> GOAL OF THE EXERCISE
Among the lines below, take the one holding "Arc::clone(&self.catalog)", the one holding "pub fn notice(&self)", and all lines between them. Set them down exactly.

DATA FOR THIS TASK START

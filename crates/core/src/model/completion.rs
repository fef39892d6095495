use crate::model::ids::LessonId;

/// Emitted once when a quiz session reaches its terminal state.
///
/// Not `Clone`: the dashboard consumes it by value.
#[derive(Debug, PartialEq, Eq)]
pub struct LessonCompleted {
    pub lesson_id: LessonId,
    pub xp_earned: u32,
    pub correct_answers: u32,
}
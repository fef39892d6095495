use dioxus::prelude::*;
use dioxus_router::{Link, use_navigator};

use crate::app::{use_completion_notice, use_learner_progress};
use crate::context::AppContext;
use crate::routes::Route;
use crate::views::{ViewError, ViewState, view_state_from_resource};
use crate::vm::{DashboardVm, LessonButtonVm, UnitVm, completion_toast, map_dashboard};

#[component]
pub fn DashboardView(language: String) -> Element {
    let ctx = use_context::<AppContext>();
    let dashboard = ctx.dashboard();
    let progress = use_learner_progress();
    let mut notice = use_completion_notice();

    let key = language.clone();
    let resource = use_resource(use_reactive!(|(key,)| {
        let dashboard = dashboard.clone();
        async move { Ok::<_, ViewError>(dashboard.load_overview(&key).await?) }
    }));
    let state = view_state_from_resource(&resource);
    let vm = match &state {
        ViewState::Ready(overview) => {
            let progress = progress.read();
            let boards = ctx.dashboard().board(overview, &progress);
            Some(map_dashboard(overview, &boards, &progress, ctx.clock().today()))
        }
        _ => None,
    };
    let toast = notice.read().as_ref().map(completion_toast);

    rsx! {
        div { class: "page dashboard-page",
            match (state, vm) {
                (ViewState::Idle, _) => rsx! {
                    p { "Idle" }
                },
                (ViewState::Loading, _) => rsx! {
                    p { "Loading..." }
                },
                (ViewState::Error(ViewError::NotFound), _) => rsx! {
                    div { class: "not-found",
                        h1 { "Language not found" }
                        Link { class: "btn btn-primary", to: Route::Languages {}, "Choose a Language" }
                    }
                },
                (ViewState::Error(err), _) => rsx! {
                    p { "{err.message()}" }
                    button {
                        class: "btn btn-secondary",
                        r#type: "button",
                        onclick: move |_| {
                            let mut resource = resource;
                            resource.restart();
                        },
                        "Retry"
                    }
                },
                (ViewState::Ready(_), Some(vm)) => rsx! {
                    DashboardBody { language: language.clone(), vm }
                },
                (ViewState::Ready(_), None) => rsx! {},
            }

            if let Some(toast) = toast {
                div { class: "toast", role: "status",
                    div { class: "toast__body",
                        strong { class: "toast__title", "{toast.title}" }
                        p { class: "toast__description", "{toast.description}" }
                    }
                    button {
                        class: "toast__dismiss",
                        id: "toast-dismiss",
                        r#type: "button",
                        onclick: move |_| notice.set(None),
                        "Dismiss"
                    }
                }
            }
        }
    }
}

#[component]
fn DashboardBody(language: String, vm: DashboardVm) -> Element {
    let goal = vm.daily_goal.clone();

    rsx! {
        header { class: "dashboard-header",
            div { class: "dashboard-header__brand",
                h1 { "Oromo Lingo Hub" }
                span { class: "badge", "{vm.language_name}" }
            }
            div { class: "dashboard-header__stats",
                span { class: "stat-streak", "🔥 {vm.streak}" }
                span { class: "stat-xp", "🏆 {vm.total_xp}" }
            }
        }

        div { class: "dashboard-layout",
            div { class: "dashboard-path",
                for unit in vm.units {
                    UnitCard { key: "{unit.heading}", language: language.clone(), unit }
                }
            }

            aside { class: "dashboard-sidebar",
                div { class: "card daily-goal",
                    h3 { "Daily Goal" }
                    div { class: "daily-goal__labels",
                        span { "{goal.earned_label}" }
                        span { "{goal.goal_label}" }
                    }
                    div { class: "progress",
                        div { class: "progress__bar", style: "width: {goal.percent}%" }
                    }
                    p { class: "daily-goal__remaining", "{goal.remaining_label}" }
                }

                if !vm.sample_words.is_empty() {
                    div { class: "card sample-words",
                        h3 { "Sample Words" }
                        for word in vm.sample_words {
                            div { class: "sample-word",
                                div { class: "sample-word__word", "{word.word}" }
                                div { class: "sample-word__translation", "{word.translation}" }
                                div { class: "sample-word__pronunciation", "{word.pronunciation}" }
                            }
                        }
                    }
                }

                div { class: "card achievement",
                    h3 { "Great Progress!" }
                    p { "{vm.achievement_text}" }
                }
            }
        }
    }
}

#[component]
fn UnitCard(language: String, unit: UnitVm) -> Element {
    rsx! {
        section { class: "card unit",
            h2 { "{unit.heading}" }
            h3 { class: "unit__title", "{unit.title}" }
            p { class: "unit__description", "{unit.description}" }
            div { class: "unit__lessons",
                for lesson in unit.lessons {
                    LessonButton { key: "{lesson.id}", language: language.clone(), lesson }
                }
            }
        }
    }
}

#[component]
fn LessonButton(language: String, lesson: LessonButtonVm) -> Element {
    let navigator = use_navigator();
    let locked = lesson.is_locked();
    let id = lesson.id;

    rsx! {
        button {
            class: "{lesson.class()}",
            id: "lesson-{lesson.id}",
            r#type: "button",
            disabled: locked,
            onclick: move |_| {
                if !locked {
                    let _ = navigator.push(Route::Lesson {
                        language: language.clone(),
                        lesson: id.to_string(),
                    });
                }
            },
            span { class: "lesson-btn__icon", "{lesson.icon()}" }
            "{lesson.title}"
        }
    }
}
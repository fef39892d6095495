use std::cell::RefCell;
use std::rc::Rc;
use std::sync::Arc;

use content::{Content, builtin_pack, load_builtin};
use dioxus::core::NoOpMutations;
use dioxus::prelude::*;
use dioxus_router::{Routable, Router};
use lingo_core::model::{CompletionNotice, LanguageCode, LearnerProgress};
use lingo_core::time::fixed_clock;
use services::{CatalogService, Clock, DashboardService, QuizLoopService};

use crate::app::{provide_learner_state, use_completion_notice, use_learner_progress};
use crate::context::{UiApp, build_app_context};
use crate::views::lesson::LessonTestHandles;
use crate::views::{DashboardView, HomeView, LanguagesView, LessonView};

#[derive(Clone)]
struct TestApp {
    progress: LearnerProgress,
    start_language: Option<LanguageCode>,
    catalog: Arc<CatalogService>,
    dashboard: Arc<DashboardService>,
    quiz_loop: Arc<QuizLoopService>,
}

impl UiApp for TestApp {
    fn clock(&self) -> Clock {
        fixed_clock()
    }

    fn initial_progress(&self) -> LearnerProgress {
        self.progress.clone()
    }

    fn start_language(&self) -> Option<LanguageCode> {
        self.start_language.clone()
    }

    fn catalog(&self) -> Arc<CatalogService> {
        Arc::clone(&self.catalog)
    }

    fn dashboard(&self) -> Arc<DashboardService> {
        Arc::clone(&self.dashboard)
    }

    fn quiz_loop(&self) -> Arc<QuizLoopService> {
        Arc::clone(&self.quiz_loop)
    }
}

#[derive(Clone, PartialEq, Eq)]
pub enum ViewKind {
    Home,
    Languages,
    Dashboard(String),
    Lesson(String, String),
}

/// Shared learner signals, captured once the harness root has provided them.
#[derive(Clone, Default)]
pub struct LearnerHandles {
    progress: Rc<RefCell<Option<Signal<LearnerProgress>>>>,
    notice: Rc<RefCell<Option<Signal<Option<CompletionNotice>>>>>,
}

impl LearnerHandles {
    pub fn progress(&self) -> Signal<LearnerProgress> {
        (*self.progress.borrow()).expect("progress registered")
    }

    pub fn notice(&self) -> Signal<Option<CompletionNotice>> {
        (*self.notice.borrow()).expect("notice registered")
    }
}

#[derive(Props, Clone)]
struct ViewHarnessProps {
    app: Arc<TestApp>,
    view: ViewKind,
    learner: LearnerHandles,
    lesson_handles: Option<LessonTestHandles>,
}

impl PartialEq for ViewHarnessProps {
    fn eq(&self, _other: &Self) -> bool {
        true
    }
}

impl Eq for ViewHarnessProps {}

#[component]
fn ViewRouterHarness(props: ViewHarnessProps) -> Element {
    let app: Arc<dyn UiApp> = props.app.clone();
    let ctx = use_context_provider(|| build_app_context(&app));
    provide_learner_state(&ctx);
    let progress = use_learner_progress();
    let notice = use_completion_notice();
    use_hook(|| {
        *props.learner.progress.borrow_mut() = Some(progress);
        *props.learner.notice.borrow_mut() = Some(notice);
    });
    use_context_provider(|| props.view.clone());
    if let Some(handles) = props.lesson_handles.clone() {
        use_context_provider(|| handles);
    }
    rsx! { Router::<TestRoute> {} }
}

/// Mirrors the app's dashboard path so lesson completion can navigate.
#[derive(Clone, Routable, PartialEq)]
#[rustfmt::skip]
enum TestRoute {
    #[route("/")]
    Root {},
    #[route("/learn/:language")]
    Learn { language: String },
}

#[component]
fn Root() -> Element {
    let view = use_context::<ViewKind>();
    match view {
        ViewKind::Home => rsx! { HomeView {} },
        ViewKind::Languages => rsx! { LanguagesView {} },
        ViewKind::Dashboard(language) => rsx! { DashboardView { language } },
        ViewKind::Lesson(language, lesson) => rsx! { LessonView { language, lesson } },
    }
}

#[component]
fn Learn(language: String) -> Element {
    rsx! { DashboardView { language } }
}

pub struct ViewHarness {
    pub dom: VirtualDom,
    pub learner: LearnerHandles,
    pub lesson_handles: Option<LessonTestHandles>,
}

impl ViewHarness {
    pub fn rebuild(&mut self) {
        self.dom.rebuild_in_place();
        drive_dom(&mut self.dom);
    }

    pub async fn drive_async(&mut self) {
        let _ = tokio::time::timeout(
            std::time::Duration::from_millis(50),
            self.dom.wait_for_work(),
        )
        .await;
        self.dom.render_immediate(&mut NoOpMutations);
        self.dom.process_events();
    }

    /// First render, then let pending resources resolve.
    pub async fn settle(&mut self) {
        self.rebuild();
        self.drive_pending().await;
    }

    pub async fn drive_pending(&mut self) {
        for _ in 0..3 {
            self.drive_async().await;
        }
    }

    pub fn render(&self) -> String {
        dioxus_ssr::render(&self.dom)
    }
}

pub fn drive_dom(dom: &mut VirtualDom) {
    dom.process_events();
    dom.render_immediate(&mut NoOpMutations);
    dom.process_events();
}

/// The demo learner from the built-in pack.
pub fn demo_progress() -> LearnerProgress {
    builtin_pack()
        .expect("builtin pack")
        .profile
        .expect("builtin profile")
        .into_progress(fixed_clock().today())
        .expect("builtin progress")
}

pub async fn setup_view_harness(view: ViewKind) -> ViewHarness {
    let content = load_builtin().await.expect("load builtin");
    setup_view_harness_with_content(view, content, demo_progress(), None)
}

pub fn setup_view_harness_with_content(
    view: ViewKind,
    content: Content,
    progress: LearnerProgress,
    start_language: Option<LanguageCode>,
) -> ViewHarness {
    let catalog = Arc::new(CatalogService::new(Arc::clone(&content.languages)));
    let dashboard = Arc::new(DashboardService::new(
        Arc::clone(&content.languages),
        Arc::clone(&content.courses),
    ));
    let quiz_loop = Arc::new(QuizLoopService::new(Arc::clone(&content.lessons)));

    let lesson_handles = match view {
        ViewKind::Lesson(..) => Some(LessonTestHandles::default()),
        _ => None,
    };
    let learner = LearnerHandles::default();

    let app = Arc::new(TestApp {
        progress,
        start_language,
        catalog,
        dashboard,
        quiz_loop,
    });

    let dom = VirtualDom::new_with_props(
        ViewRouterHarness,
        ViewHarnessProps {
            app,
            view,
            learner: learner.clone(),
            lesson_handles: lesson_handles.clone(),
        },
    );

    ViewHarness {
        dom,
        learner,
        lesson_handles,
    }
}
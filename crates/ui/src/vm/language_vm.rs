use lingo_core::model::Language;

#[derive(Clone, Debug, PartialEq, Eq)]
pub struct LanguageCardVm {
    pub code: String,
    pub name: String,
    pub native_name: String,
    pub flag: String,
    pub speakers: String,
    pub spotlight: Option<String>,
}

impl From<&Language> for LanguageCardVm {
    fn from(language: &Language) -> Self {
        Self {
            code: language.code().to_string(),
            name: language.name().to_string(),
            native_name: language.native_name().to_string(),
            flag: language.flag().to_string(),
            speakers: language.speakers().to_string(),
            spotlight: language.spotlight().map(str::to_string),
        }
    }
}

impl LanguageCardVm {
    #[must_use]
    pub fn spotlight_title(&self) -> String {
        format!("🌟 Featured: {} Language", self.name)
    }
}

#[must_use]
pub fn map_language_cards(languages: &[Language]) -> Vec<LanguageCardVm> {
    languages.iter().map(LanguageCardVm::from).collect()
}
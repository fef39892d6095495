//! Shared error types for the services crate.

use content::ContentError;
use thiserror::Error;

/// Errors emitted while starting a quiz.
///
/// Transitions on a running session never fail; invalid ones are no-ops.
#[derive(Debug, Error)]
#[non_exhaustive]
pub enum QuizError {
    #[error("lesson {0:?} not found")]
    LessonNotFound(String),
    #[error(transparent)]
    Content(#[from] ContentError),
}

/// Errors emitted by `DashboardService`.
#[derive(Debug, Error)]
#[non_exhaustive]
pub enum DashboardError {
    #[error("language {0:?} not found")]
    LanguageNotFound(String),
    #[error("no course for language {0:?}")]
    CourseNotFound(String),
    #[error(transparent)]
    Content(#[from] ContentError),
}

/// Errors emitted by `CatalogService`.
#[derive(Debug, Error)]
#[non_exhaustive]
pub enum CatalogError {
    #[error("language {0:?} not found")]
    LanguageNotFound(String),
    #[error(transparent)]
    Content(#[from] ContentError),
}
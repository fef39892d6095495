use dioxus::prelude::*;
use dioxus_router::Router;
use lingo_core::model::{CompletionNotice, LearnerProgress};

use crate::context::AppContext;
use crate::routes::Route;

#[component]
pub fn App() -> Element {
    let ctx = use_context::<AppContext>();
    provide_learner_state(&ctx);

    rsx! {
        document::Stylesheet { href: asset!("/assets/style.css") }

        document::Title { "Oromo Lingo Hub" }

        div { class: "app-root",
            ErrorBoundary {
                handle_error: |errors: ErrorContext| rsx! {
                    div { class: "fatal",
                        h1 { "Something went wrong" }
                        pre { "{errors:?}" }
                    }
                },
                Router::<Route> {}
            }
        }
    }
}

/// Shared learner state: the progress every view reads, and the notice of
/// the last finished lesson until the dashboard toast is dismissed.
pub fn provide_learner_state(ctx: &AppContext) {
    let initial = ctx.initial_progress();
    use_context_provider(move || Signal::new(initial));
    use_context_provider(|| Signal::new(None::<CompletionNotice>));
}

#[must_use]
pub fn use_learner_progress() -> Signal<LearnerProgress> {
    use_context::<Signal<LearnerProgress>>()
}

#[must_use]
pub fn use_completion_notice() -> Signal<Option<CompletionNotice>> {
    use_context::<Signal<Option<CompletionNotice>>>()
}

DATA FOR THIS TASK END

> SOLUTION TO THIS TASK
        Arc::clone(&self.catalog)
    }

    fn dashboard(&self) -> Arc<DashboardService> {
        Arc::clone(&self.dashboard)
    }

    fn quiz_loop(&self) -> Arc<QuizLoopService> {
        Arc::clone(&self.quiz_loop)
    }
}

#[derive(Clone, PartialEq, Eq)]
pub enum ViewKind {
    Home,
    Languages,
    Dashboard(String),
    Lesson(String, String),
}

/// Shared learner signals, captured once the harness root has provided them.
#[derive(Clone, Default)]
pub struct LearnerHandles {
    progress: Rc<RefCell<Option<Signal<LearnerProgress>>>>,
    notice: Rc<RefCell<Option<Signal<Option<CompletionNotice>>>>>,
}

impl LearnerHandles {
    pub fn progress(&self) -> Signal<LearnerProgress> {
        (*self.progress.borrow()).expect("progress registered")
    }

    pub fn notice(&self) -> Signal<Option<CompletionNotice>> {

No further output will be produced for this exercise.